In the past, it wasn’t logistically possible or economical for health plans or employers to cater to individuals. But advances in technology and societal changes have made health care personalization more feasible.
“With the technology we had 20 years ago, it was hard to implement effective personalization,” Cegielski says. “You’d open a health portal and get generic information, including some that didn’t apply to you. Even just a few years ago, personalization meant providing information based on what a user told us about his or her preferences and interests. Now we have much more mature data models that can predict rather than react.”
He continues, “Additionally, during COVID, we shattered some long-held beliefs about how people work together—like that the only way to be productive is to be in an office. Now each person can set themselves up differently than they did in a cube land and still be a productive contributor to society. We’ve learned we can do things differently and it can still be valuable and important.”
In the near future, Cegielski predicts, “personalization is going to continue, and consumers are going to demand it. One-size-fits-all models are going to be obsolete. Innovative health plans and innovative employers are going to figure that out quickly. That’s when personalization will become a critical advantage.”
MOBE’s business model proves that a high-touch, personalized service can lead to significant cost savings. At MOBE, professional health Guides do one-to-one coaching—regularly for months—to help individuals navigate their path to better health.
Cegielski explains, “One-to-one coaching is expensive, and we don't apologize for that. Instead, we point to the potential savings we can create by providing that service to a specific population. We know we can reduce medical and pharmacy claims costs by 7–8% in one year. That's a lot of dollars, millions and millions of dollars. So, we help employers and health plans understand that this expensive resource is paired with enormous savings and value. That’s when people take notice.”
How does it work? MOBE focuses on a distinct set of people—about 10–15% of an employer or health plan population. They are frequent users of low-intensity services, but they use those services over and over. Unfortunately, this group doesn't reduce the use of health care services on their own but rather we see increases 50% higher than expected.
“We explain to health plans or employers that the people we serve have a particular spending pattern that involves overutilization and unnecessary utilization of health care services. We call them ‘seekers,’” says Cegielski. “They aren't necessarily the highest cost people in the population—like cancer patients or people with end-stage renal disease. Seekers are trying to find a solution that fits their situation. They’re people who have complex needs but can still do a lot to improve their well-being.”
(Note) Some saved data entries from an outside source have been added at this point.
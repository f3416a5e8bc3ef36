//! The AI player.
//!
//! `AiAgent` picks one action at a time:
//!
//! 1. If lethal seeking is on, search for a kill this turn and take its
//!    first step.
//! 2. Otherwise try every legal action on a cloned state and score the
//!    result. Actions that beat the current score are profitable.
//! 3. With probability `mistake_chance` take a random profitable action,
//!    else the best one. With nothing profitable, end the turn.
//!
//! Cloning is cheap because hand, deck and board are persistent vectors.

use tracing::{debug, trace};

use crate::core::{ActionError, GameAction, GameRng, GameState, Side};
use crate::rules::RulesEngine;

use super::lethal::LethalSearch;
use super::profile::{Difficulty, DifficultyProfile};
use super::scoring::Evaluator;

/// Actions an agent takes in one turn before it is made to pass.
pub const DEFAULT_MAX_ACTIONS: usize = 64;

/// Plays one side of a match.
#[derive(Clone, Debug)]
pub struct AiAgent {
    evaluator: Evaluator,
    lethal: Option<LethalSearch>,
    rng: GameRng,
    max_actions: usize,
}

impl AiAgent {
    /// Create an agent. `seed` drives its mistakes, not the game.
    #[must_use]
    pub fn new(profile: DifficultyProfile, seed: u64) -> Self {
        let lethal = profile
            .lethal_seeking
            .then(|| LethalSearch::new(profile.lethal_search_budget));
        Self {
            evaluator: Evaluator::new(profile),
            lethal,
            rng: GameRng::new(seed),
            max_actions: DEFAULT_MAX_ACTIONS,
        }
    }

    #[must_use]
    pub fn from_difficulty(difficulty: Difficulty, seed: u64) -> Self {
        Self::new(difficulty.profile(), seed)
    }

    /// Cap the actions taken per turn (builder pattern).
    #[must_use]
    pub fn with_max_actions(mut self, max_actions: usize) -> Self {
        self.max_actions = max_actions.max(1);
        self
    }

    #[must_use]
    pub fn profile(&self) -> &DifficultyProfile {
        self.evaluator.profile()
    }

    /// Choose the next action for `side`.
    ///
    /// Returns `None` when `side` cannot act (not its turn, or game over).
    pub fn next_action<E: RulesEngine>(&mut self, engine: &E, state: &GameState, side: Side) -> Option<GameAction> {
        let legal = engine.legal_actions(state, side);
        if legal.is_empty() {
            return None;
        }

        if let Some(search) = &self.lethal {
            if let Some(first) = search.find(engine, state, side).and_then(|line| line.into_iter().next()) {
                debug!(%side, action = ?first, "lethal found");
                return Some(first);
            }
        }

        let baseline = self.evaluator.score(state, side);
        let mut profitable: Vec<(GameAction, f64)> = Vec::new();
        for action in legal {
            if action == GameAction::EndTurn {
                continue;
            }
            let mut next = state.clone();
            if engine.apply_action(&mut next, side, &action).is_err() {
                continue;
            }
            let score = self.evaluator.score(&next, side);
            trace!(?action, score, baseline, "candidate");
            if score > baseline {
                profitable.push((action, score));
            }
        }

        if profitable.is_empty() {
            return Some(GameAction::EndTurn);
        }

        let mistake = self.profile().mistake_chance;
        if mistake > 0.0 && self.rng.gen_bool(mistake) {
            let pick = self.rng.gen_index(profitable.len());
            let (action, _) = profitable.swap_remove(pick);
            debug!(%side, ?action, "mistake");
            return Some(action);
        }

        profitable
            .into_iter()
            .max_by(|a, b| a.1.total_cmp(&b.1))
            .map(|(action, _)| action)
    }

    /// Plan a whole turn without touching the live state.
    ///
    /// The plan ends with `EndTurn` unless the game ends first.
    pub fn plan_turn<E: RulesEngine>(&mut self, engine: &E, state: &GameState, side: Side) -> Vec<GameAction> {
        let mut scratch = state.clone();
        let mut plan = Vec::new();
        while let Some(action) = self.decide(engine, &scratch, side, plan.len()) {
            if engine.apply_action(&mut scratch, side, &action).is_err() {
                break;
            }
            let done = action == GameAction::EndTurn || scratch.is_over();
            plan.push(action);
            if done {
                break;
            }
        }
        plan
    }

    /// Play a whole turn on the live state. Returns the actions taken.
    pub fn play_turn<E: RulesEngine>(
        &mut self,
        engine: &E,
        state: &mut GameState,
        side: Side,
    ) -> Result<Vec<GameAction>, ActionError> {
        let mut taken = Vec::new();
        while let Some(action) = self.decide(engine, state, side, taken.len()) {
            engine.apply_action(state, side, &action)?;
            let done = action == GameAction::EndTurn || state.is_over();
            taken.push(action);
            if done {
                break;
            }
        }
        Ok(taken)
    }

    /// Play a whole turn, pausing `think_time` before each action.
    ///
    /// `on_action` sees every action right after it is applied, so a caller
    /// can publish the intermediate states.
    pub async fn play_turn_paced<E, F>(
        &mut self,
        engine: &E,
        state: &mut GameState,
        side: Side,
        mut on_action: F,
    ) -> Result<Vec<GameAction>, ActionError>
    where
        E: RulesEngine,
        F: FnMut(&GameAction, &GameState),
    {
        let think_time = self.profile().think_time;
        let mut taken = Vec::new();
        while let Some(action) = self.decide(engine, state, side, taken.len()) {
            tokio::time::sleep(think_time).await;
            engine.apply_action(state, side, &action)?;
            on_action(&action, state);
            let done = action == GameAction::EndTurn || state.is_over();
            taken.push(action);
            if done {
                break;
            }
        }
        Ok(taken)
    }

    fn decide<E: RulesEngine>(&mut self, engine: &E, state: &GameState, side: Side, taken: usize) -> Option<GameAction> {
        if taken + 1 >= self.max_actions && !engine.legal_actions(state, side).is_empty() {
            debug!(%side, taken, "action cap reached, passing");
            return Some(GameAction::EndTurn);
        }
        self.next_action(engine, state, side)
    }
}

#[cfg(test)]
mod tests {
    use std::time::Duration;

    use super::*;
    use crate::cards::{Card, CardId};
    use crate::core::{EntityId, RulesConfig, Target};
    use crate::rules::TurnEngine;

    fn setup(mana: u8) -> (TurnEngine, GameState) {
        let engine = TurnEngine::new(RulesConfig::default().with_opening_hand(0));
        let mut state = GameState::new(engine.config(), 21);
        let player = state.player_mut(Side::Player);
        player.max_mana = mana;
        player.mana = mana;
        (engine, state)
    }

    fn ready(state: &mut GameState, side: Side, attack: i32, health: i32) -> EntityId {
        let id = state.add_to_board(side, &Card::minion(CardId::new(1), "M", 1, attack, health));
        state.minion_mut(id).unwrap().refresh();
        id
    }

    #[test]
    fn test_no_action_off_turn() {
        let (engine, state) = setup(1);
        let mut agent = AiAgent::from_difficulty(Difficulty::Hard, 1);
        assert_eq!(agent.next_action(&engine, &state, Side::Opponent), None);
    }

    #[test]
    fn test_nothing_to_do_ends_turn() {
        let (engine, state) = setup(0);
        let mut agent = AiAgent::from_difficulty(Difficulty::Medium, 1);
        assert_eq!(agent.next_action(&engine, &state, Side::Player), Some(GameAction::EndTurn));
    }

    #[test]
    fn test_takes_lethal() {
        let (engine, mut state) = setup(0);
        state.player_mut(Side::Opponent).health = 4;
        let attacker = ready(&mut state, Side::Player, 4, 1);
        // A juicy trade that is not lethal.
        state.add_to_board(Side::Opponent, &Card::minion(CardId::new(2), "Big", 6, 6, 4));

        let mut agent = AiAgent::from_difficulty(Difficulty::MaximumHell, 1);
        assert_eq!(
            agent.next_action(&engine, &state, Side::Player),
            Some(GameAction::Attack {
                attacker_id: attacker,
                target_id: Target::Hero(Side::Opponent),
            })
        );
    }

    #[test]
    fn test_plays_a_minion() {
        let (engine, mut state) = setup(3);
        let card = state.add_to_hand(Side::Player, Card::minion(CardId::new(3), "Yeti", 3, 3, 3));

        let mut agent = AiAgent::from_difficulty(Difficulty::MaximumHell, 1);
        assert_eq!(agent.next_action(&engine, &state, Side::Player), Some(GameAction::play(card)));
    }

    #[test]
    fn test_mistakes_are_still_profitable() {
        let (engine, mut state) = setup(3);
        state.add_to_hand(Side::Player, Card::minion(CardId::new(3), "Yeti", 3, 3, 3));
        ready(&mut state, Side::Player, 2, 2);

        let profile = Difficulty::Easy.profile().with_mistake_chance(1.0);
        let mut agent = AiAgent::new(profile, 7);
        let action = agent.next_action(&engine, &state, Side::Player).unwrap();
        assert_ne!(action, GameAction::EndTurn);
    }

    #[test]
    fn test_plan_turn_leaves_state_alone() {
        let (engine, mut state) = setup(3);
        state.add_to_hand(Side::Player, Card::minion(CardId::new(3), "Yeti", 3, 3, 3));
        ready(&mut state, Side::Player, 2, 2);
        let before = state.players.clone();

        let mut agent = AiAgent::from_difficulty(Difficulty::Nightmare, 1);
        let plan = agent.plan_turn(&engine, &state, Side::Player);

        assert_eq!(plan.last(), Some(&GameAction::EndTurn));
        assert!(plan.len() >= 3);
        assert_eq!(state.players, before);
    }

    #[test]
    fn test_play_turn_passes_control() {
        let (engine, mut state) = setup(3);
        state.add_to_hand(Side::Player, Card::minion(CardId::new(3), "Yeti", 3, 3, 3));

        let mut agent = AiAgent::from_difficulty(Difficulty::Hard, 1);
        let taken = agent.play_turn(&engine, &mut state, Side::Player).unwrap();

        assert_eq!(taken.last(), Some(&GameAction::EndTurn));
        assert_eq!(state.current_turn, Side::Opponent);
        assert_eq!(state.player(Side::Player).board.len(), 1);
    }

    #[test]
    fn test_action_cap() {
        let (engine, mut state) = setup(3);
        state.add_to_hand(Side::Player, Card::minion(CardId::new(3), "Yeti", 3, 3, 3));

        let mut agent = AiAgent::from_difficulty(Difficulty::Hard, 1).with_max_actions(1);
        let taken = agent.play_turn(&engine, &mut state, Side::Player).unwrap();
        assert_eq!(taken, vec![GameAction::EndTurn]);
    }

    #[tokio::test(start_paused = true)]
    async fn test_paced_turn_waits_between_actions() {
        let (engine, mut state) = setup(3);
        state.add_to_hand(Side::Player, Card::minion(CardId::new(3), "Yeti", 3, 3, 3));

        let profile = Difficulty::Hard.profile().with_think_time(Duration::from_millis(300));
        let mut agent = AiAgent::new(profile, 1);
        let mut seen = 0;
        let start = tokio::time::Instant::now();
        let taken = agent
            .play_turn_paced(&engine, &mut state, Side::Player, |_, _| seen += 1)
            .await
            .unwrap();

        assert_eq!(taken.len(), 2);
        assert_eq!(seen, 2);
        assert!(start.elapsed() >= Duration::from_millis(600));
    }
}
“As our world evolves toward personalization, consumers of any service will expect individualized information and services in all industries,” says Cegielski. “Health care is not there yet. We have a long way to go. But I imagine a day when delivery of care is done in the way the person wants and needs it. ”
The sky is the limit. According to Cegielski, the MOBE team regularly discusses questions such as, “How can we create more personalization? How can we create things that are focused on individuals or very small groups of individuals in a way that hasn’t been done before? And who will benefit from such a personalized approach? We still have a lot to solve, but I hope this idea of hyper-personalization—allowing each person to make the most of whatever health and well-being resources they have—will be the new normal in the coming years.”